**PROBLEM TO WORK ON:** From the entries, filter out every line that lacks "first" and copy the rest.

[Saved data entries]

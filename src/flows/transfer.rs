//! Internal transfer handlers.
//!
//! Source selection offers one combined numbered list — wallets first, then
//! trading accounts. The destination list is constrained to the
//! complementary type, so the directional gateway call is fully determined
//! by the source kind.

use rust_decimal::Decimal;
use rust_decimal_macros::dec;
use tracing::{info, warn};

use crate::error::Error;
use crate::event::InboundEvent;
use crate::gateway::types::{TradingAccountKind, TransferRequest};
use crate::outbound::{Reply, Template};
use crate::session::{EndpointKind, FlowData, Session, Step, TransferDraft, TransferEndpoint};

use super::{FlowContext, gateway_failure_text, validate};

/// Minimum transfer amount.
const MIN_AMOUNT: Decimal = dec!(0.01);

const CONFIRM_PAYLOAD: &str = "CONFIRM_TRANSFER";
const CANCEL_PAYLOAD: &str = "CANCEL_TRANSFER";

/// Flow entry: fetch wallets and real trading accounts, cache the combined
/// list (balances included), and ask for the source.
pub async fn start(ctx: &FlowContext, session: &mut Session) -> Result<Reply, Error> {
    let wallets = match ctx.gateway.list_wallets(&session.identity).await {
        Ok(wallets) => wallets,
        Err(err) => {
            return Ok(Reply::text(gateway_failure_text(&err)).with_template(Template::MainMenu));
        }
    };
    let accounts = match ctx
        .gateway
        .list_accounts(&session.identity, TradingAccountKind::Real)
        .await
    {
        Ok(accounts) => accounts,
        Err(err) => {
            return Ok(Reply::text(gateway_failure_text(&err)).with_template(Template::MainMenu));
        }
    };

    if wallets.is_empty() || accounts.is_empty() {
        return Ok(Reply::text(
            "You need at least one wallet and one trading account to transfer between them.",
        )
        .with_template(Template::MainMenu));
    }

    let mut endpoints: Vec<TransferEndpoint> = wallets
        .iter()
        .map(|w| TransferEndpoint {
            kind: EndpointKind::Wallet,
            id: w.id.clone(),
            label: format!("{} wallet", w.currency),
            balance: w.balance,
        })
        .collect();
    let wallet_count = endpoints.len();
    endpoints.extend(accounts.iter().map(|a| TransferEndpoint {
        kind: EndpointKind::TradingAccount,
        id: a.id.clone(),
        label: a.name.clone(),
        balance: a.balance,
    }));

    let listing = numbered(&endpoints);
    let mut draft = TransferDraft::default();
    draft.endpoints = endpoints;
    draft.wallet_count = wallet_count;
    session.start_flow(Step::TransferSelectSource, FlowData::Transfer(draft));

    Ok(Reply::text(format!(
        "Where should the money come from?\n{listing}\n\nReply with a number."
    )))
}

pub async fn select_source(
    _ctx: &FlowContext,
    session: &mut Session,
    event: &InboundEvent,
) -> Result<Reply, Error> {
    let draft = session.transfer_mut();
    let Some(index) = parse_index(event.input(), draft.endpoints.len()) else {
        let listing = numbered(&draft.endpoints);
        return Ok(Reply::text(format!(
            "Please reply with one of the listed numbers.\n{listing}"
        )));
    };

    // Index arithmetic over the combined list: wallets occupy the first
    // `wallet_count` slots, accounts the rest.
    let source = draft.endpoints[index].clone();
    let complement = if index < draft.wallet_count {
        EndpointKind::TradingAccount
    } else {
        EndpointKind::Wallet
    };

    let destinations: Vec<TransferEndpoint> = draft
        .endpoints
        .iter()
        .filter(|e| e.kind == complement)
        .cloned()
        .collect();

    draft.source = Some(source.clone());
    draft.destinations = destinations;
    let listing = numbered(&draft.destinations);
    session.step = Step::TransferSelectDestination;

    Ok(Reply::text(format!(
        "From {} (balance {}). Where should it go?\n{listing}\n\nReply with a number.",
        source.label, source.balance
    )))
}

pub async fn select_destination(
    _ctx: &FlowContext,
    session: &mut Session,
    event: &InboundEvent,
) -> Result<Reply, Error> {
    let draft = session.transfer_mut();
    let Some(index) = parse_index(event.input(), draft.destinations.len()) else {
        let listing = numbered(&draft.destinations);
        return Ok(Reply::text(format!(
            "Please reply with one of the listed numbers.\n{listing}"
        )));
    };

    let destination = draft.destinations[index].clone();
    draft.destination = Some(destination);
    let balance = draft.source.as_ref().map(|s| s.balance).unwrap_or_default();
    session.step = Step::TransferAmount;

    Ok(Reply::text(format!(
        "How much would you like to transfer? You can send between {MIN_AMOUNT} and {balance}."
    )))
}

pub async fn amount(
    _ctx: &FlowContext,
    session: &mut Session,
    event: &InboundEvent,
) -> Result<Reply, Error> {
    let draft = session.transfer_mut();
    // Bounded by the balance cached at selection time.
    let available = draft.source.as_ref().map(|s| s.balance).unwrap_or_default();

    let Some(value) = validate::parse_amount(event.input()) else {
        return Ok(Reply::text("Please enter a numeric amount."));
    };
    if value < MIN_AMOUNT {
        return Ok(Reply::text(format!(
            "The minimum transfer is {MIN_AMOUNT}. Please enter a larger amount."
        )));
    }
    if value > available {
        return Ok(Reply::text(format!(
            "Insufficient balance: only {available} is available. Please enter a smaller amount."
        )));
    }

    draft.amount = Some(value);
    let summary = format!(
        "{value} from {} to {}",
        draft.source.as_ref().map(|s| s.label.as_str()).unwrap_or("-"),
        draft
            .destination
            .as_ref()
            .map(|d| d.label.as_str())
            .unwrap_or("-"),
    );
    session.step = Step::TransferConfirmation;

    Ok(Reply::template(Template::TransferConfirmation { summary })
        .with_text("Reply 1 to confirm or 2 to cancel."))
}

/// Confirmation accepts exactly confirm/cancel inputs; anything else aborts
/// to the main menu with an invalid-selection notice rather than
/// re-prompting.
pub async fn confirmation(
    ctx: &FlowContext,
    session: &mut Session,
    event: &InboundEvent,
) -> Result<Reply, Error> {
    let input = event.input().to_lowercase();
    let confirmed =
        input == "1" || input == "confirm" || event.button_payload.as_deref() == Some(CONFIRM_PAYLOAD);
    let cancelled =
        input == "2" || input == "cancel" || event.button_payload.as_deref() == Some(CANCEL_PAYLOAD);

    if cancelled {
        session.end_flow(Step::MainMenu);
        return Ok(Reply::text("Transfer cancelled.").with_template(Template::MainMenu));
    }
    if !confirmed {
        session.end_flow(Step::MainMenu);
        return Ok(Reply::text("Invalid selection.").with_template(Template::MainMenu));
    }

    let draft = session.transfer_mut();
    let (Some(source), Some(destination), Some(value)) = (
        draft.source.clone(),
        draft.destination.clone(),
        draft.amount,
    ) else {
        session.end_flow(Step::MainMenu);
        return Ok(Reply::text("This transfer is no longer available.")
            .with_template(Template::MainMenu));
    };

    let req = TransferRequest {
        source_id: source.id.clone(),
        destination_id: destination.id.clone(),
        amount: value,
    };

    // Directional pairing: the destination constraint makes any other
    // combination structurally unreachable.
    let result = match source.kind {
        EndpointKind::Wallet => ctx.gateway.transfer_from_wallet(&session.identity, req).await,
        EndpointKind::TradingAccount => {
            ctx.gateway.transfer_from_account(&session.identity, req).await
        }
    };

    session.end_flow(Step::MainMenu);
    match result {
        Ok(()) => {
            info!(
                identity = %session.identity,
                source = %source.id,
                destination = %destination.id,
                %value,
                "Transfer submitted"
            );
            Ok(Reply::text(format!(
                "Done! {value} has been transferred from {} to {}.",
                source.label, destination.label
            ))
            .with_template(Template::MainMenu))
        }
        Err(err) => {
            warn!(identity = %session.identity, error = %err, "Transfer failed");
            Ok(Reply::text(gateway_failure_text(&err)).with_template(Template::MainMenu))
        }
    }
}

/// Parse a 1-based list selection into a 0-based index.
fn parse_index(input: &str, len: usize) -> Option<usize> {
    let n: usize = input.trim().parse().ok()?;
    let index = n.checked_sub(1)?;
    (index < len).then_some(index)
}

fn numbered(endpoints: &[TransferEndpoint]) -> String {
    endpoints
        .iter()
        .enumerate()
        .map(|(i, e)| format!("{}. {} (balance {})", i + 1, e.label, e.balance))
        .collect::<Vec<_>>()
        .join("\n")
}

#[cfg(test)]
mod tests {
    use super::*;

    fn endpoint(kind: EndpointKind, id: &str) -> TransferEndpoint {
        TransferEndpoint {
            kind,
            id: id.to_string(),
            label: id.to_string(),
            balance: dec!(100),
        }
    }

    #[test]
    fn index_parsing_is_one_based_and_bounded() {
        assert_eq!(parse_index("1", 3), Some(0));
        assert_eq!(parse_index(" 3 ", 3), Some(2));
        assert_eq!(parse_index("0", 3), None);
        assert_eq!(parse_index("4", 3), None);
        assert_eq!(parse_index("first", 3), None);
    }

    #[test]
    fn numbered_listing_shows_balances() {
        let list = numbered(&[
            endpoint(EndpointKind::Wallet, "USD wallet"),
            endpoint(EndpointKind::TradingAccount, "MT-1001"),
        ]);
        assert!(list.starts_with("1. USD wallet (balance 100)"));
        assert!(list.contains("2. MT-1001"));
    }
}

**EXERCISE RESULT:**
//! Source selection offers one combined numbered list — wallets first, then
    // Index arithmetic over the combined list: wallets occupy the first
        assert_eq!(parse_index("first", 3), None);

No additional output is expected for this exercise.